Pick every line out of the entries below that holds the string "BTreeMap", and report them.

Dataset entries:
== Segment start ==
//! Comparison statistics and chart series computed from the reference data.

use crate::dashboard::ReferenceData;
use crate::models::{Condition, FeatureRow};
use serde::Serialize;
use std::collections::{BTreeMap, HashMap};

/// Number of bins of the rent histogram
pub const HISTOGRAM_BINS: usize = 20;

pub fn mean(values: impl IntoIterator<Item = f64>) -> Option<f64> {
    let (sum, count) = values
        .into_iter()
        .fold((0.0, 0usize), |(sum, count), v| (sum + v, count + 1));
    (count > 0).then(|| sum / count as f64)
}

/// Quantile of sorted values with linear interpolation between the two
/// closest ranks
pub fn quantile(sorted: &[f64], q: f64) -> Option<f64> {
    if sorted.is_empty() {
        return None;
    }
    let position = q.clamp(0.0, 1.0) * (sorted.len() - 1) as f64;
    let lower = position.floor() as usize;
    let upper = position.ceil() as usize;
    let fraction = position - lower as f64;
    Some(sorted[lower] + (sorted[upper] - sorted[lower]) * fraction)
}

/// Prediction set against the neighborhood and global mean rents
#[derive(Debug, Clone, Serialize)]
pub struct Comparison {
    pub predicted_rent: f64,
    pub neighborhood: String,
    pub neighborhood_mean: Option<f64>,
    /// prediction minus neighborhood mean
    pub neighborhood_delta: Option<f64>,
    pub global_mean: Option<f64>,
    pub global_delta: Option<f64>,
}

pub fn compare(data: &ReferenceData, neighborhood: &str, predicted_rent: f64) -> Comparison {
    let neighborhood_mean = mean(
        data.priced()
            .filter(|(row, _)| row.neighborhood == neighborhood)
            .map(|(_, rent)| rent as f64),
    );
    let global_mean = mean(data.priced().map(|(_, rent)| rent as f64));

    Comparison {
        predicted_rent,
        neighborhood: neighborhood.to_string(),
        neighborhood_mean,
        neighborhood_delta: neighborhood_mean.map(|m| predicted_rent - m),
        global_mean,
        global_delta: global_mean.map(|m| predicted_rent - m),
    }
}

#[derive(Debug, Clone, PartialEq, Serialize)]
pub struct NeighborhoodRent {
    pub neighborhood: String,
    pub mean: f64,
    pub count: usize,
}

/// Mean rent per neighborhood, highest first
pub fn mean_by_neighborhood(data: &ReferenceData) -> Vec<NeighborhoodRent> {
    let mut groups: HashMap<&str, (f64, usize)> = HashMap::new();
    for (row, rent) in data.priced() {
        let entry = groups.entry(row.neighborhood.as_str()).or_insert((0.0, 0));
        entry.0 += rent as f64;
        entry.1 += 1;
    }

    let mut result: Vec<NeighborhoodRent> = groups
        .into_iter()
        .map(|(neighborhood, (sum, count))| NeighborhoodRent {
            neighborhood: neighborhood.to_string(),
            mean: sum / count as f64,
            count,
        })
        .collect();
    result.sort_by(|a, b| {
        b.mean
            .total_cmp(&a.mean)
            .then_with(|| a.neighborhood.cmp(&b.neighborhood))
    });
    result
}

#[derive(Debug, Clone, PartialEq, Serialize)]
pub struct HistogramBin {
    pub start: f64,
    pub end: f64,
    pub count: usize,
}

#[derive(Debug, Clone, Serialize)]
pub struct Histogram {
    pub bins: Vec<HistogramBin>,
    pub marker: Option<f64>,
}

/// Equal-width histogram of the reference rents. The last bin includes its
/// upper bound.
pub fn rent_histogram(data: &ReferenceData, bins: usize, marker: Option<f64>) -> Histogram {
    let rents: Vec<f64> = data.priced().map(|(_, rent)| rent as f64).collect();
    let (Some(min), Some(max)) = (
        rents.iter().copied().reduce(f64::min),
        rents.iter().copied().reduce(f64::max),
    ) else {
        return Histogram {
            bins: Vec::new(),
            marker,
        };
    };

    let bins = bins.max(1);
    let width = if max > min { (max - min) / bins as f64 } else { 1.0 };
    let mut counts = vec![0usize; bins];
    for rent in &rents {
        let index = (((rent - min) / width) as usize).min(bins - 1);
        counts[index] += 1;
    }

    Histogram {
        bins: counts
            .into_iter()
            .enumerate()
            .map(|(i, count)| HistogramBin {
                start: min + width * i as f64,
                end: min + width * (i + 1) as f64,
                count,
            })
            .collect(),
        marker,
    }
}

#[derive(Debug, Clone, Serialize)]
pub struct ScatterPoint {
    pub area_sqm: u32,
    pub rent: f64,
}

#[derive(Debug, Clone, Serialize)]
pub struct Scatter {
    pub points: Vec<ScatterPoint>,
    pub marker: Option<ScatterPoint>,
}

pub fn rent_vs_area(data: &ReferenceData, marker: Option<ScatterPoint>) -> Scatter {
    Scatter {
        points: data
            .priced()
            .filter_map(|(row, rent)| {
                row.area_sqm.map(|area_sqm| ScatterPoint {
                    area_sqm,
                    rent: rent as f64,
                })
            })
            .collect(),
        marker,
    }
}

/// Five-number summary of the rents of one group
#[derive(Debug, Clone, PartialEq, Serialize)]
pub struct BoxStats {
    pub label: String,
    pub count: usize,
    pub min: f64,
    pub q1: f64,
    pub median: f64,
    pub q3: f64,
    pub max: f64,
}

impl BoxStats {
    fn from_rents(label: String, mut rents: Vec<f64>) -> Option<Self> {
        rents.sort_by(f64::total_cmp);
        Some(Self {
            count: rents.len(),
            min: *rents.first()?,
            q1: quantile(&rents, 0.25)?,
            median: quantile(&rents, 0.5)?,
            q3: quantile(&rents, 0.75)?,
            max: *rents.last()?,
            label,
        })
    }
}

#[derive(Debug, Clone, Serialize)]
pub struct GroupMarker {
    pub label: String,
    pub rent: f64,
}

#[derive(Debug, Clone, Serialize)]
pub struct BoxPlot {
    pub groups: Vec<BoxStats>,
    pub marker: Option<GroupMarker>,
}

/// Rent distribution per room count, ascending
pub fn rent_by_rooms(data: &ReferenceData, marker: Option<GroupMarker>) -> BoxPlot {
    let mut groups: BTreeMap<u32, Vec<f64>> = BTreeMap::new();
    for (row, rent) in data.priced() {
        if let Some(rooms) = row.room_count {
            groups.entry(rooms).or_default().push(rent as f64);
        }
    }
    BoxPlot {
        groups: groups
            .into_iter()
            .filter_map(|(rooms, rents)| BoxStats::from_rents(rooms.to_string(), rents))
            .collect(),
        marker,
    }
}

/// Rent distribution per condition, from poor to good
pub fn rent_by_condition(data: &ReferenceData, marker: Option<GroupMarker>) -> BoxPlot {
    BoxPlot {
        groups: Condition::ALL
            .iter()
            .filter_map(|condition| {
                let rents = data
                    .priced()
                    .filter(|(row, _)| row.condition == Some(*condition))
                    .map(|(_, rent)| rent as f64)
                    .collect();
                BoxStats::from_rents(condition.as_wire().to_string(), rents)
            })
            .collect(),
        marker,
    }
}

/// Every chart of the dashboard
#[derive(Debug, Clone, Serialize)]
pub struct ChartSet {
    pub mean_by_neighborhood: Vec<NeighborhoodRent>,
    pub rent_distribution: Histogram,
    pub rent_vs_area: Scatter,
    pub rent_by_rooms: BoxPlot,
    pub rent_by_condition: BoxPlot,
}

/// Build all charts; `prediction` places the predicted rent on each of them
pub fn chart_set(data: &ReferenceData, prediction: Option<(&FeatureRow, f64)>) -> ChartSet {
    ChartSet {
        mean_by_neighborhood: mean_by_neighborhood(data),
        rent_distribution: rent_histogram(data, HISTOGRAM_BINS, prediction.map(|(_, rent)| rent)),
        rent_vs_area: rent_vs_area(
            data,
            prediction.map(|(row, rent)| ScatterPoint {
                area_sqm: row.area_sqm,
                rent,
            }),
        ),
        rent_by_rooms: rent_by_rooms(
            data,
            prediction.map(|(row, rent)| GroupMarker {
                label: row.room_count.to_string(),
                rent,
            }),
        ),
        rent_by_condition: rent_by_condition(
            data,
            prediction.map(|(row, rent)| GroupMarker {
                label: row.condition.as_wire().to_string(),
                rent,
            }),
        ),
    }
}

#[cfg(test)]
mod tests {
    use super::*;
    use crate::models::ReferenceRow;

    fn row(neighborhood: &str, area: u32, rooms: u32, condition: Condition, rent: i64) -> ReferenceRow {
        ReferenceRow {
            neighborhood: neighborhood.to_string(),
            area_sqm: Some(area),
            room_count: Some(rooms),
            bathroom_location: None,
            access_type: None,
            furnished: None,
            condition: Some(condition),
            monthly_rent: Some(rent),
        }
    }

    fn sample() -> ReferenceData {
        let mut unpriced = row("Ivandry", 200, 6, Condition::Good, 0);
        unpriced.monthly_rent = None;
        ReferenceData::new(vec![
            row("Isoraka", 80, 3, Condition::Good, 500_000),
            row("Isoraka", 60, 2, Condition::Average, 300_000),
            row("Analakely", 40, 1, Condition::Poor, 100_000),
            row("Analakely", 50, 2, Condition::Average, 200_000),
            row("Ambatobe", 90, 3, Condition::Good, 350_000),
            unpriced,
        ])
    }

    #[test]
    fn test_mean_and_quantile() {
        assert_eq!(mean([1.0, 2.0, 6.0]), Some(3.0));
        assert_eq!(mean(Vec::<f64>::new()), None);

        let sorted = [1.0, 2.0, 3.0, 4.0];
        assert_eq!(quantile(&sorted, 0.5), Some(2.5));
        assert_eq!(quantile(&sorted, 0.25), Some(1.75));
        assert_eq!(quantile(&sorted, 1.0), Some(4.0));
        assert_eq!(quantile(&[], 0.5), None);
    }

    #[test]
    fn test_compare_with_means() {
        let comparison = compare(&sample(), "Isoraka", 450_000.0);
        assert_eq!(comparison.neighborhood_mean, Some(400_000.0));
        assert_eq!(comparison.neighborhood_delta, Some(50_000.0));
        assert_eq!(comparison.global_mean, Some(290_000.0));
        assert_eq!(comparison.global_delta, Some(160_000.0));

        let unknown = compare(&sample(), "Tanjombato", 450_000.0);
        assert_eq!(unknown.neighborhood_mean, None);
        assert_eq!(unknown.neighborhood_delta, None);
    }

    #[test]
    fn test_mean_by_neighborhood_sorted_descending() {
        let stats = mean_by_neighborhood(&sample());
        let names: Vec<&str> = stats.iter().map(|s| s.neighborhood.as_str()).collect();
        assert_eq!(names, vec!["Isoraka", "Ambatobe", "Analakely"]);
        assert_eq!(stats[0].count, 2);
        assert_eq!(stats[2].mean, 150_000.0);
    }

    #[test]
    fn test_histogram_counts_every_rent() {
        let histogram = rent_histogram(&sample(), 4, Some(250_000.0));
        assert_eq!(histogram.bins.len(), 4);
        assert_eq!(histogram.bins.iter().map(|b| b.count).sum::<usize>(), 5);
        assert_eq!(histogram.bins[0].start, 100_000.0);
        assert_eq!(histogram.bins[3].end, 500_000.0);
        // the maximum falls in the last bin
        assert_eq!(histogram.bins[3].count, 1);
        assert_eq!(histogram.bins[2].count, 2);
        assert_eq!(histogram.marker, Some(250_000.0));
    }

    #[test]
    fn test_histogram_of_empty_data() {
        let histogram = rent_histogram(&ReferenceData::default(), 10, None);
        assert!(histogram.bins.is_empty());
    }

    #[test]
    fn test_box_plots() {
        let by_rooms = rent_by_rooms(&sample(), None);
        let labels: Vec<&str> = by_rooms.groups.iter().map(|g| g.label.as_str()).collect();
        assert_eq!(labels, vec!["1", "2", "3"]);
        let two_rooms = &by_rooms.groups[1];
        assert_eq!(two_rooms.count, 2);
        assert_eq!(two_rooms.median, 250_000.0);

        let by_condition = rent_by_condition(&sample(), None);
        let labels: Vec<&str> = by_condition.groups.iter().map(|g| g.label.as_str()).collect();
        assert_eq!(labels, vec!["mauvais", "moyen", "bon"]);
    }

    #[test]
    fn test_chart_set_places_prediction() {
        let feature = FeatureRow::new(
            "Isoraka",
            70,
            2,
            crate::models::BathroomLocation::Interior,
            crate::models::AccessType::None,
            crate::models::Furnished::No,
            Condition::Average,
        );
        let charts = chart_set(&sample(), Some((&feature, 320_000.0)));
        assert_eq!(charts.rent_vs_area.points.len(), 5);
        assert_eq!(charts.rent_vs_area.marker.as_ref().unwrap().area_sqm, 70);
        assert_eq!(charts.rent_by_rooms.marker.as_ref().unwrap().label, "2");
        assert_eq!(charts.rent_by_condition.marker.as_ref().unwrap().label, "moyen");
        assert_eq!(charts.rent_distribution.marker, Some(320_000.0));
    }
}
== Segment end ==
• **SOLUTION TO THIS TASK**:
use std::collections::{BTreeMap, HashMap};
    let mut groups: BTreeMap<u32, Vec<f64>> = BTreeMap::new();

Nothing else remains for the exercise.